Photo. From seventies performances to today’s experiments

Arles (Bouches-du-Rhône), special correspondent.
The first sign of the success of this 53 e edition came from the opening night. For the first time in a long time, on the banks of the Rhône, the very popular party, with a guinguette spirit, was really popular, marked by the empathy of a large social mix. Finally, we were getting out of the usual between-ourselves!
[voiraussi : 757017 : Lire notre entretien avec Christoph Wiesner]
Then, from the first days of these Meetings, we felt the strong impact on the audience, which nevertheless saw others, of the flagship exhibition of this edition, « A feminist avant-garde of the 1970s ». , from the Verbund collection, brought together by the Austrian Gabriele Schor, and which had to wait more than ten years to finally be shown in France.
A political weapon
In the General Mechanics Workshop, where it hangs majestically, it is striking to see the younger generations express their admiration for the performances of these artists who, at the start of their young lives, invented forms using, most of them of time, the photo or video mediums, so that their bodies, grappling with cages, grids or windows, metaphors of a patriarchy that covered them with prohibitions, became a political weapon. What do we see? A similarity of experimentation, while these artists, working alone, did not know each other: Ana Mendieta, Cuban artist from New York, crushing her face against a window to deform it and thus convince that the woman cannot be reduced to her beauty. Annegret Soltau, face tied, Renate Bertlmann caged, Valie Export opening her thighs to deliver a flood of vaginal blood…
Nature is living things that will eventually catch fire!
Our Frenchwoman, Orlan, born in 1947, very present in the exhibition and invited to Arles where, like a living treasure, she walks around in her blue Klein wig, tells how, at 17, she gave birth to Orlan, because the female body, « who keeps being pissed off by society », became, for her, “a place of public debate”. Roaring, explosive, it warns, today, against the society that we are preparing because, in particular, of influencers who, at the head of millions of followers, develop a maximum of stereotypes at the request of brands…

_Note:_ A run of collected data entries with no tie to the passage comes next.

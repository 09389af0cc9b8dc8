//! The decision oracle: an external chooser constrained to the shortlist.
//!
//! Any implementation works as long as it maps a shortlist to an id. The
//! selector never trusts the answer blindly; an error, a timeout or an id
//! outside the shortlist all fall back to the top-ranked candidate.

use async_trait::async_trait;
use std::time::Duration;

use crate::id::ThreadId;
use crate::scheduler::select::Candidate;

/// Why an oracle answer was not used.
#[derive(Debug, Clone, PartialEq, thiserror::Error)]
pub enum OracleError {
    #[error("Oracle unavailable: {0}")]
    Unavailable(String),

    #[error("Oracle timed out after {0:?}")]
    Timeout(Duration),

    #[error("Oracle chose {0}, which is not on the shortlist")]
    InvalidChoice(ThreadId),
}

/// External decision function over a ranked shortlist.
#[async_trait]
pub trait Oracle: Send + Sync {
    /// Pick one id from `shortlist` (ranked best first, never empty).
    async fn choose(&self, shortlist: &[Candidate]) -> Result<ThreadId, OracleError>;
}

/// Purely algorithmic oracle: always the top-ranked candidate.
#[derive(Debug, Clone, Copy, Default)]
pub struct TopRanked;

#[async_trait]
impl Oracle for TopRanked {
    async fn choose(&self, shortlist: &[Candidate]) -> Result<ThreadId, OracleError> {
        shortlist
            .first()
            .map(|c| c.id)
            .ok_or_else(|| OracleError::Unavailable("empty shortlist".to_string()))
    }
}

/// Adapter turning a plain closure into an oracle.
pub struct FnOracle<F> {
    f: F,
}

impl<F> FnOracle<F>
where
    F: Fn(&[Candidate]) -> Result<ThreadId, OracleError> + Send + Sync,
{
    pub fn new(f: F) -> Self {
        Self { f }
    }
}

#[async_trait]
impl<F> Oracle for FnOracle<F>
where
    F: Fn(&[Candidate]) -> Result<ThreadId, OracleError> + Send + Sync,
{
    async fn choose(&self, shortlist: &[Candidate]) -> Result<ThreadId, OracleError> {
        (self.f)(shortlist)
    }
}
//! Configuration system for threadloom.
//!
//! A single YAML document with four sections: scoring weights, progress clamp
//! ranges, selection settings, and storage.

use eyre::Result;
use std::path::PathBuf;

pub use self::global::{SchedulerConfig, SelectionConfig, StorageBackend, StorageConfig};

mod global;

/// Project-local config file name.
pub const PROJECT_CONFIG_FILE: &str = ".threadloom.yml";

/// Default number of candidates in a shortlist.
pub const DEFAULT_SHORTLIST_SIZE: usize = 3;

/// Load configuration from the standard search paths.
///
/// Search order:
/// 1. Explicit path if provided
/// 2. .threadloom.yml in current directory (project config)
/// 3. ~/.config/threadloom/threadloom.yml (user config)
/// 4. Default values
pub fn load_config(explicit_path: Option<&PathBuf>) -> Result<SchedulerConfig> {
    SchedulerConfig::load(explicit_path)
}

Finally, we are witnessing the deployment of exhibitions whose authors bring their research into line with the fears that mobilize us today. Thus Noémie Goudal gives herself the means, with her latest performative work Phoenix, symbolically presented in the nave of the Church of the Trinitarians, to draw the viewer’s attention to the fact that nature is living things that will eventually catch fire! To challenge the reputation of truth attached to photography, long considered proof, she uses optical illusions that deconstruct her palm grove images. To do this, it has been working for years with researchers in the geological history of the planet and its climates.
[voiraussi : 757989 : Lire notre critique du spectacle à Avignon]

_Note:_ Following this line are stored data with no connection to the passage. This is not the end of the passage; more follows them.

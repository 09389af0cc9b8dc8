//! End-to-end scheduling scenarios against the public API.

use std::sync::Arc;

use tempfile::TempDir;
use threadloom::config::{SchedulerConfig, StorageBackend, StorageConfig};
use threadloom::domain::{Direction, Outcome, ThreadStatus};
use threadloom::ledger::{NewThread, ThreadDraft};
use threadloom::runner::{ScriptedCollaborator, StepRunner};
use threadloom::scheduler::{Candidate, ChoiceSource, FnOracle, OracleError, ThreadScheduler};
use threadloom::{SchedulerError, ThreadId};

fn scheduler() -> ThreadScheduler {
    ThreadScheduler::new(&SchedulerConfig::default())
}

/// Drive a thread to completion with maximal progress steps.
fn complete(scheduler: &mut ThreadScheduler, id: ThreadId, mut step: u64) -> u64 {
    while scheduler.thread(id).unwrap().status() != ThreadStatus::Completed {
        scheduler.apply(id, Direction::Progress, 100, step, "push").unwrap();
        step += 1;
    }
    step
}

#[tokio::test]
async fn test_high_importance_thread_chosen_first() {
    let mut s = scheduler();
    let x = s.add_thread(NewThread::new("X", 9)).unwrap();
    let _y = s.add_thread(NewThread::new("Y", 3)).unwrap();

    let choice = s.choose(0, 1, None).await.unwrap();
    assert_eq!(choice.id, x);
    assert_eq!(choice.shortlist.len(), 1);
    assert_eq!(choice.shortlist[0].score, 170.0);
}

#[tokio::test]
async fn test_dependent_thread_waits_for_completion() {
    let mut s = scheduler();
    let w = s.add_thread(NewThread::new("W", 2)).unwrap();
    let z = s.add_thread(NewThread::new("Z", 10).depends_on([w])).unwrap();

    // Progress is clamped to 30 per step, so W needs several applies to complete
    let mut step = 1;
    while s.thread(w).unwrap().status() != ThreadStatus::Completed {
        let choice = s.choose(step, 5, None).await.unwrap();
        assert_ne!(choice.id, z);
        assert!(choice.shortlist.iter().all(|c| c.id != z));
        s.apply(w, Direction::Progress, 100, step, "W moves").unwrap();
        step += 1;
    }

    let choice = s.choose(step, 5, None).await.unwrap();
    assert_eq!(choice.id, z);
    assert_eq!(s.thread(z).unwrap().status(), ThreadStatus::Active);
}

#[test]
fn test_dependent_thread_cannot_be_applied_early() {
    let mut s = scheduler();
    let w = s.add_thread(NewThread::new("W", 2)).unwrap();
    let z = s.add_thread(NewThread::new("Z", 10).depends_on([w])).unwrap();

    for step in 1..=4 {
        let err = s.apply(z, Direction::Progress, 30, step, "jump ahead").unwrap_err();
        assert!(matches!(err, SchedulerError::InvalidState(_)));
    }
    assert_eq!(s.thread(z).unwrap().status(), ThreadStatus::Pending);
    assert_eq!(s.thread(z).unwrap().progress(), 0);
    assert_eq!(s.thread(w).unwrap().status(), ThreadStatus::Active);

    let step = complete(&mut s, w, 1);
    assert_eq!(s.apply(z, Direction::Progress, 30, step, "now").unwrap(), ThreadStatus::Active);
}

#[test]
fn test_inverted_progress_limits_clamp_without_panicking() {
    let mut config = SchedulerConfig::default();
    config.progress.advance_min = 40;
    config.progress.advance_max = 10;
    let mut s = ThreadScheduler::new(&config);
    let a = s.add_thread(NewThread::new("A", 5)).unwrap();

    assert_eq!(s.apply(a, Direction::Progress, 20, 1, "odd").unwrap(), ThreadStatus::Active);
    assert_eq!(s.thread(a).unwrap().progress(), 20);
}

#[test]
fn test_stale_thread_outscores_recent_twin() {
    let mut s = scheduler();
    let old = s.add_thread(NewThread::new("Old", 5)).unwrap();
    let recent = s.add_thread(NewThread::new("Recent", 5)).unwrap();

    for (step, amount) in [(3, 30), (4, 30), (5, 10)] {
        s.apply(old, Direction::Progress, amount, step, "advance").unwrap();
    }
    for step in 6..=10 {
        s.apply(old, Direction::Static, 0, step, "quiet").unwrap();
    }
    for (step, amount) in [(8, 30), (9, 30), (10, 10)] {
        s.apply(recent, Direction::Progress, amount, step, "advance").unwrap();
    }
    assert_eq!(s.thread(old).unwrap().progress(), 70);
    assert_eq!(s.thread(recent).unwrap().progress(), 70);
    assert_eq!(s.thread(old).unwrap().last_advanced_step(), Some(5));

    let ranked = s.eligible(11);
    let score_of = |id: ThreadId| ranked.iter().find(|c| c.id == id).unwrap().score;
    assert!(score_of(old) > score_of(recent));
    assert_eq!(score_of(old) - score_of(recent), 25.0);
    assert_eq!(ranked[0].id, old);
}

#[test]
fn test_cyclic_batch_inserts_nothing() {
    let mut s = scheduler();
    let err = s
        .add_threads(vec![
            ThreadDraft::new("a", "A", 5).depends_on("b"),
            ThreadDraft::new("b", "B", 5).depends_on("a"),
        ])
        .unwrap_err();

    assert!(matches!(err, SchedulerError::Cycle { .. }));
    assert!(s.ledger().is_empty());
    assert!(s.active_summary().is_empty());
}

#[tokio::test]
async fn test_each_empty_choose_synthesizes_exactly_one() {
    let mut s = scheduler();

    for round in 1..=3u64 {
        let before = s.ledger().len();
        let choice = s.choose(round, 3, None).await.unwrap();

        assert_eq!(s.ledger().len(), before + 1);
        let synthesized = choice.synthesized.unwrap();
        assert_eq!(choice.id, synthesized);
        assert!(s.thread(synthesized).unwrap().is_synthesized());

        // Take it out of play so the next call finds nothing eligible again
        s.pause(synthesized).unwrap();
    }
}

#[tokio::test]
async fn test_choose_with_eligible_threads_does_not_synthesize() {
    let mut s = scheduler();
    s.add_thread(NewThread::new("Real arc", 4)).unwrap();

    for step in 0..3 {
        let choice = s.choose(step, 3, None).await.unwrap();
        assert!(choice.synthesized.is_none());
    }
    assert_eq!(s.ledger().len(), 1);
}

#[tokio::test]
async fn test_oracle_outside_shortlist_uses_top_candidate() {
    let mut s = scheduler();
    let x = s.add_thread(NewThread::new("X", 9)).unwrap();
    let y = s.add_thread(NewThread::new("Y", 3)).unwrap();

    let rogue = FnOracle::new(move |_: &[Candidate]| Ok(y));
    let choice = s.choose(0, 1, Some(&rogue)).await.unwrap();
    assert_eq!(choice.id, x);
    assert!(matches!(choice.source, ChoiceSource::Fallback { .. }));

    let down = FnOracle::new(|_: &[Candidate]| Err(OracleError::Unavailable("no route".to_string())));
    let choice = s.choose(1, 3, Some(&down)).await.unwrap();
    assert_eq!(choice.id, x);
}

#[test]
fn test_apply_to_completed_thread_changes_nothing() {
    let mut s = scheduler();
    let id = s.add_thread(NewThread::new("Done soon", 5)).unwrap();
    let step = complete(&mut s, id, 1);

    let before = s.thread(id).unwrap().clone();
    let err = s.apply(id, Direction::Backslide, 10, step, "too late").unwrap_err();
    assert!(matches!(err, SchedulerError::AlreadyCompleted(_)));
    assert_eq!(s.thread(id).unwrap(), &before);

    let completed = s.completed_summary();
    assert_eq!(completed.len(), 1);
    assert_eq!(completed[0].id, id);
}

#[test]
fn test_unknown_ids_are_rejected() {
    let mut s = scheduler();
    let ghost: ThreadId = "99".parse().unwrap();

    assert!(matches!(
        s.add_thread(NewThread::new("Orphan", 5).depends_on([ghost])),
        Err(SchedulerError::UnknownDependency { .. })
    ));
    assert!(matches!(
        s.apply(ghost, Direction::Progress, 10, 1, "x"),
        Err(SchedulerError::ThreadNotFound(_))
    ));
    assert!(matches!(s.pause(ghost), Err(SchedulerError::ThreadNotFound(_))));
}

#[test]
fn test_invalid_importance_rejected() {
    let mut s = scheduler();
    assert!(matches!(
        s.add_thread(NewThread::new("Zero", 0)),
        Err(SchedulerError::InvalidImportance(0))
    ));
    assert!(matches!(
        s.add_thread(NewThread::new("Eleven", 11)),
        Err(SchedulerError::InvalidImportance(11))
    ));
}

#[test]
fn test_recent_history_spans_threads() {
    let mut s = scheduler();
    let a = s.add_thread(NewThread::new("A", 5)).unwrap();
    let b = s.add_thread(NewThread::new("B", 5)).unwrap();

    s.apply(a, Direction::Progress, 10, 1, "a moves").unwrap();
    s.apply(b, Direction::Backslide, 10, 2, "b slips").unwrap();
    s.apply(a, Direction::Static, 0, 3, "a rests").unwrap();

    let history = s.recent_history(2);
    assert_eq!(history.len(), 2);
    assert_eq!(history[0].id, b);
    assert_eq!(history[0].note, "b slips");
    assert_eq!(history[1].step, 3);
}

#[tokio::test]
async fn test_runner_story_with_persistence() {
    let temp = TempDir::new().unwrap();
    let config = SchedulerConfig {
        storage: StorageConfig {
            backend: StorageBackend::Sqlite,
            dir: temp.path().to_path_buf(),
            per_project: false,
        },
        ..SchedulerConfig::default()
    };

    let (setup, payoff) = {
        let mut s = ThreadScheduler::open(&config, temp.path()).unwrap();
        let ids = s
            .add_threads(vec![
                ThreadDraft::new("setup", "Plant the locket", 6),
                ThreadDraft::new("payoff", "Reveal the locket's owner", 9)
                    .depends_on("setup")
                    .with_payoff("The heir is revealed"),
            ])
            .unwrap();

        let runner = StepRunner::new(Arc::new(ScriptedCollaborator::from_outcomes(
            std::iter::repeat_n(Outcome::progress(30, "progress"), 4),
        )));
        runner.run_steps(&mut s, 1, 4).await.unwrap();
        (ids[0], ids[1])
    };

    let s = ThreadScheduler::open(&config, temp.path()).unwrap();
    assert_eq!(s.thread(setup).unwrap().status(), ThreadStatus::Completed);
    assert_eq!(s.thread(payoff).unwrap().payoff_summary(), "The heir is revealed");
    assert_eq!(s.completed_summary()[0].id, setup);
    assert_eq!(s.recent_history(10).len(), 4);
}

Images well and truly doomed to disappear
Léa Habourdin’s whitish forest-images, very pale, as if on the verge of fading, inevitably arrest our gaze. Aware of the danger, the artist has traveled to photograph the untouched forests of our country, natural places that have remained preserved. And what sets her apart is her choice of a printing technique that is neither toxic nor polluting. By grinding plants, it extracts chlorophyll, which is photosensitive to light, without the use of chemicals. This process – the anthotype – has its downside. It cannot be fixed. Constantly reacting to light, the images of Léa Habourdin are therefore well and truly doomed to disappear…
On the edge of visibility
Immersed for a few years in the sacred land of the Huichol Indians, a desert valley in central Mexico where they come on pilgrimage to honor deities, the sun and fire, by performing shamanic ceremonies, the Marseillais Julien Lombardi, he is at the seeks new forms of narrative, as far removed as possible from an exotic and postcolonialist point of view. His series The land where the sun was born shows men vanishing behind their silhouette in the desert sand or a horseman struck by a dazzling flash preventing him from being seen. We are at the limit of visibility. In the name of what, indeed, landing in such a territory synthesizing contemporary, memorial and tourist issues (the place is threatened by the mining, agricultural and new age tourist industries), allow oneself to represent the Other there?